WORK TASK
The number needed is how many lines of the data hold the string "DatabaseConfig". Give that number and nothing more.

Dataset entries
--*--

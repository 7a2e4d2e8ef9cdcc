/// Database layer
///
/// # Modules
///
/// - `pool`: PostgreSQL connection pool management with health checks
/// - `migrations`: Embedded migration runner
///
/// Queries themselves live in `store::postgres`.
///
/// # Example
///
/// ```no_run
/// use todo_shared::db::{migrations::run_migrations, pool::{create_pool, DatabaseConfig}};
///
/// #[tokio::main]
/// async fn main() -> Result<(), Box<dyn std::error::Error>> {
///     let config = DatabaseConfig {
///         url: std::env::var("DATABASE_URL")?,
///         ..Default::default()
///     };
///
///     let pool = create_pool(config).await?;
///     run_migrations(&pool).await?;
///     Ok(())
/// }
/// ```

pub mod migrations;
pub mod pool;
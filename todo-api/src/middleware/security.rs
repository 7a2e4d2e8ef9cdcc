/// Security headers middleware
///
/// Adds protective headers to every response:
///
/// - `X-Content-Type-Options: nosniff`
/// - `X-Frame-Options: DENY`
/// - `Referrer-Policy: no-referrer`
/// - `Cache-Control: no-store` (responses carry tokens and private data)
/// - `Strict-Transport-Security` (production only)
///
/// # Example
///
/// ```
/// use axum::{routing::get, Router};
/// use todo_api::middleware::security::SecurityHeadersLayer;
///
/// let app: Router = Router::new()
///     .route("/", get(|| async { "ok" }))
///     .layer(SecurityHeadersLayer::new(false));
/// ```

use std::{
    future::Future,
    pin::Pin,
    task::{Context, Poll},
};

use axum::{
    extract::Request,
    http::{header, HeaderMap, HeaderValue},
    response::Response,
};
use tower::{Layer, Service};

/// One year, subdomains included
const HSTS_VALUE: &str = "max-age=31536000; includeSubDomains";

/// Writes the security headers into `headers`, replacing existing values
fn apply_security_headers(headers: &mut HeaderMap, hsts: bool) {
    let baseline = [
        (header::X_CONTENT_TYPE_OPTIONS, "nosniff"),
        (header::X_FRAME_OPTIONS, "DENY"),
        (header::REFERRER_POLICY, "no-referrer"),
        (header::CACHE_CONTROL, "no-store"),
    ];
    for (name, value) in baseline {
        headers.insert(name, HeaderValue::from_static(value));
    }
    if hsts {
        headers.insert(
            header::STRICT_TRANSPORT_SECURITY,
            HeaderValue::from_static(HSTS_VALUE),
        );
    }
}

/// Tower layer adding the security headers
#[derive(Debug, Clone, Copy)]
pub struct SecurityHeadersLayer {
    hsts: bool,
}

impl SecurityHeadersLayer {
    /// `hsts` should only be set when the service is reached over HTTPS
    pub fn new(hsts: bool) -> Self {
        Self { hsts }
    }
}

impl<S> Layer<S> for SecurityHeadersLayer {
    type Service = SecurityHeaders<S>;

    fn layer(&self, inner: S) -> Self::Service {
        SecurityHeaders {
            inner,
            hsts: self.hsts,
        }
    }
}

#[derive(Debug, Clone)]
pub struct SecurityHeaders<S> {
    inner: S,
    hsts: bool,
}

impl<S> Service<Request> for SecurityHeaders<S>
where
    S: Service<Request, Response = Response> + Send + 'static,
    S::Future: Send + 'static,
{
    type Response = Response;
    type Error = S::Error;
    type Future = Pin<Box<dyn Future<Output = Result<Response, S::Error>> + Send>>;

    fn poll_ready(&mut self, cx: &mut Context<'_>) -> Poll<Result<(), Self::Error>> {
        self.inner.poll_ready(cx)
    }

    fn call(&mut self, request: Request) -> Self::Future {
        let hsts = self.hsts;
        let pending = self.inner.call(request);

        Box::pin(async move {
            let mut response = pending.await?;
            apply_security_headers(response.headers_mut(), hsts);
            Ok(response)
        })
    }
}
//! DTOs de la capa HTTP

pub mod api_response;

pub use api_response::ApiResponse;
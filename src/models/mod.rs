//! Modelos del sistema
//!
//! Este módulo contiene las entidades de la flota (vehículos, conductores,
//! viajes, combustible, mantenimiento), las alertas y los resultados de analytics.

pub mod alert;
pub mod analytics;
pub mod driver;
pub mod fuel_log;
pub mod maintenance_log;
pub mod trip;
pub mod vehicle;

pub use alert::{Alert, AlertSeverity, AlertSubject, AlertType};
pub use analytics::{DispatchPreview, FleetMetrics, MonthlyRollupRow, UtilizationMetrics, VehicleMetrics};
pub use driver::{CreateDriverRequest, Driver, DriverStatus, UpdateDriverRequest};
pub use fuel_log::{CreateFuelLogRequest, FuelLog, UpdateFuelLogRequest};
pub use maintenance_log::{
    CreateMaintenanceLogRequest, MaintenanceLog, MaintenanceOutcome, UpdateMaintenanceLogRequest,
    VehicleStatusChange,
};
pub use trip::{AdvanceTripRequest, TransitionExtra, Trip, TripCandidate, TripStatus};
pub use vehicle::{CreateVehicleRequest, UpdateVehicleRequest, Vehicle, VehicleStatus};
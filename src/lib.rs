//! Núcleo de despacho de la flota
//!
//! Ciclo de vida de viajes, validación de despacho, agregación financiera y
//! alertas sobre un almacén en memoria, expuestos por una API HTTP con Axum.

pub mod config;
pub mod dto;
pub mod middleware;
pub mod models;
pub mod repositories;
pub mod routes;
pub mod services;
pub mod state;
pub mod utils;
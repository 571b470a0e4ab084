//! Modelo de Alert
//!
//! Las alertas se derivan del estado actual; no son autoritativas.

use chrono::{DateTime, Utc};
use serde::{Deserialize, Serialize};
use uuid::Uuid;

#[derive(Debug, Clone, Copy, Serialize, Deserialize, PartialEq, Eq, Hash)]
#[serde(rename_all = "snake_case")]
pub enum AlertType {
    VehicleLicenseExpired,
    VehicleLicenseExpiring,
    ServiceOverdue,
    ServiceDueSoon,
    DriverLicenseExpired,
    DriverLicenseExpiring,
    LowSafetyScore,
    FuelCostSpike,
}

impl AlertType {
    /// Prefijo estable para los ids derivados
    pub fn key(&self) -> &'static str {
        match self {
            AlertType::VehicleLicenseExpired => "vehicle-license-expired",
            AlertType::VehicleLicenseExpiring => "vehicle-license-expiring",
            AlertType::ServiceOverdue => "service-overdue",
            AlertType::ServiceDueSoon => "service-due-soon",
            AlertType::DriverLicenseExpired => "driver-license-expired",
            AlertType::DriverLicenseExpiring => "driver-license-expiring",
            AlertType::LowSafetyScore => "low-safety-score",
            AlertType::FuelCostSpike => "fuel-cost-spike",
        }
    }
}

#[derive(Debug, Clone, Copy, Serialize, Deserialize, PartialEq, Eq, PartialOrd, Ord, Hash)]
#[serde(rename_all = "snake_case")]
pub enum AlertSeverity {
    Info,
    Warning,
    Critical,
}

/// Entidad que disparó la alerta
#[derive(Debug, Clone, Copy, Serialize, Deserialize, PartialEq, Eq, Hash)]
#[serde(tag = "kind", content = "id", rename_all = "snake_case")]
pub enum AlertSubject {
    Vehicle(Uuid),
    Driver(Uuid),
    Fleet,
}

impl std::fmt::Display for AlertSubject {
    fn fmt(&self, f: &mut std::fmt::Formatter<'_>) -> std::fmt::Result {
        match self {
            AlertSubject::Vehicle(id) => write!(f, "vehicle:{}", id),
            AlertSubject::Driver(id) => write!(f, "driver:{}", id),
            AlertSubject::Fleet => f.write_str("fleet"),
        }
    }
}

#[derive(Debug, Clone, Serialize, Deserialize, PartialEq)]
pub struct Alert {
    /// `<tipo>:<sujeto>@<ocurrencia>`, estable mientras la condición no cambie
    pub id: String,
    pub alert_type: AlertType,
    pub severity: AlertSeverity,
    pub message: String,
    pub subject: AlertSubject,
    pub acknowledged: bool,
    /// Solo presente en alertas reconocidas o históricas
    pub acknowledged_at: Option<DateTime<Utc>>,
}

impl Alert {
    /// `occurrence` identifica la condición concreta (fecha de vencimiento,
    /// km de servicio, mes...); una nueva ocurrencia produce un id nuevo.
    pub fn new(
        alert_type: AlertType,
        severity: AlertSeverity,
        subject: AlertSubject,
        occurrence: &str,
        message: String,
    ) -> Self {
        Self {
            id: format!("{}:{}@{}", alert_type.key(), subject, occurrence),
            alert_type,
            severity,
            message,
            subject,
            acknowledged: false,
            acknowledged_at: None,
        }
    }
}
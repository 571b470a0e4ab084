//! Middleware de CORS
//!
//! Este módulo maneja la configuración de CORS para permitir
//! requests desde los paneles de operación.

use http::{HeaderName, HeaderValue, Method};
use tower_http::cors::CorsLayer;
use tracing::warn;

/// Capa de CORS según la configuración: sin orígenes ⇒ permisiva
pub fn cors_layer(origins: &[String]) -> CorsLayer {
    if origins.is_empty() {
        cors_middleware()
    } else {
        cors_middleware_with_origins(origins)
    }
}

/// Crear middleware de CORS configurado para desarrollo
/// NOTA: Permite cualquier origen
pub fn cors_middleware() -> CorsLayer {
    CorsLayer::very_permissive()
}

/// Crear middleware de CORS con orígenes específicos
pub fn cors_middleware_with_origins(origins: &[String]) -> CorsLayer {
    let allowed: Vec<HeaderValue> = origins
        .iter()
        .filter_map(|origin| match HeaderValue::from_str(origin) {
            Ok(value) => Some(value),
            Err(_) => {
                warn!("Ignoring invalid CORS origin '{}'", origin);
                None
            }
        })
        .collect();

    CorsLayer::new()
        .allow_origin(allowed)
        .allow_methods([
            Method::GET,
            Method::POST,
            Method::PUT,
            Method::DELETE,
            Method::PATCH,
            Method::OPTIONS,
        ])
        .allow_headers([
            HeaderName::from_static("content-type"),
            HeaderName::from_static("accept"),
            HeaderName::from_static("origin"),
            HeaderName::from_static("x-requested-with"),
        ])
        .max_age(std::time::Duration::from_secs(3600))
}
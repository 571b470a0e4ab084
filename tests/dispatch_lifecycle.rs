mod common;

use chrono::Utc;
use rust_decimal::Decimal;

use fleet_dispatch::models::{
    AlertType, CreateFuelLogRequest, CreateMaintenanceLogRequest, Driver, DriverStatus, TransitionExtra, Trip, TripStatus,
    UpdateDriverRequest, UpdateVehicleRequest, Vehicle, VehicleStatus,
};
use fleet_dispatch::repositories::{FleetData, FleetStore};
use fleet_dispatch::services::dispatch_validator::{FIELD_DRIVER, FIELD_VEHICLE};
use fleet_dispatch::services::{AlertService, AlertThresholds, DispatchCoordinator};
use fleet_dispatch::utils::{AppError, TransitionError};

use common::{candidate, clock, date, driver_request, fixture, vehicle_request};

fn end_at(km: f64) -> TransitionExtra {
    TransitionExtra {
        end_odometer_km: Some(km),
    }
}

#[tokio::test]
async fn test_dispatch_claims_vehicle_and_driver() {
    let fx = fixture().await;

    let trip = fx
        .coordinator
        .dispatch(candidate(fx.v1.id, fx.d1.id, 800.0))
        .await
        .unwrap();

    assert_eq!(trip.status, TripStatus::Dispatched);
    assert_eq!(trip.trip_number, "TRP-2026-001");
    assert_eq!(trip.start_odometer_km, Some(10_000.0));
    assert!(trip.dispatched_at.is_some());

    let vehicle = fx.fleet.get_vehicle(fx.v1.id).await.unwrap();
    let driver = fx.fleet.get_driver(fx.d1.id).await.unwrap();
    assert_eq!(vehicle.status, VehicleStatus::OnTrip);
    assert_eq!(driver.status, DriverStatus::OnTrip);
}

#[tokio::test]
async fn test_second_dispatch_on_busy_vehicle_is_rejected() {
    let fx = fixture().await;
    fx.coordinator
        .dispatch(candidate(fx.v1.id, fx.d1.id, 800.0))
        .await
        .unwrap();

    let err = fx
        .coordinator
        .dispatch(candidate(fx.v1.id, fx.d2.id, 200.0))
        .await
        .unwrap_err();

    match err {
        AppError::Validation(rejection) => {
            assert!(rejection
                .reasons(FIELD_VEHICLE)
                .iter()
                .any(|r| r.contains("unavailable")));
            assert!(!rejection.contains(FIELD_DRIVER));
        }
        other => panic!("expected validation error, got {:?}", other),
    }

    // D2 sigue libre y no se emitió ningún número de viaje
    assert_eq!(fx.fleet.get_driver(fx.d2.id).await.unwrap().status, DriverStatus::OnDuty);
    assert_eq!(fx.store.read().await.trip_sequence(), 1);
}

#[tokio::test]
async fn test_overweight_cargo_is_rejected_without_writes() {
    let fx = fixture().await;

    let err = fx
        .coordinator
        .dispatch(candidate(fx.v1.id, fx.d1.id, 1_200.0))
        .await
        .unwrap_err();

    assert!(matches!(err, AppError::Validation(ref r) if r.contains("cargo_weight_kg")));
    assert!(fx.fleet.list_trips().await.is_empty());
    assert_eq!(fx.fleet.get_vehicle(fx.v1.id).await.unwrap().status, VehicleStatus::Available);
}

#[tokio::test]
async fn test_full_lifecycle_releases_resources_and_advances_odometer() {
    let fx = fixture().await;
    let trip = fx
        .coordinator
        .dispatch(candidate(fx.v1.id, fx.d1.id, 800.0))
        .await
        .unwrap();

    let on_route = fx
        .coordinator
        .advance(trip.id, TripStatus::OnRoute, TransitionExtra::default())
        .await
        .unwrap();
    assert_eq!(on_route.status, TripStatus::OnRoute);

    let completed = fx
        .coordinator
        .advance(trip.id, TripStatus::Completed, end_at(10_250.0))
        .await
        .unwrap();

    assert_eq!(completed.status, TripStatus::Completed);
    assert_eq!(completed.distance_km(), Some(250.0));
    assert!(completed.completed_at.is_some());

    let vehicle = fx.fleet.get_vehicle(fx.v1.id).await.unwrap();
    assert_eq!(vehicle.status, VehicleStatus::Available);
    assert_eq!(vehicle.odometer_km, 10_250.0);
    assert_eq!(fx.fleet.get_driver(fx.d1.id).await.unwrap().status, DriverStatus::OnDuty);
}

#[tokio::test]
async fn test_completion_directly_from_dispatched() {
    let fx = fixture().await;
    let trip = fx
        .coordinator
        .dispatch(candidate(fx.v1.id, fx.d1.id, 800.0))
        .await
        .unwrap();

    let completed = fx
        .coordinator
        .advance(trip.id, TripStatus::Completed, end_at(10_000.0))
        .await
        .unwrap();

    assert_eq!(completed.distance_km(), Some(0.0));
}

--*--

RESPONSE BELOW
2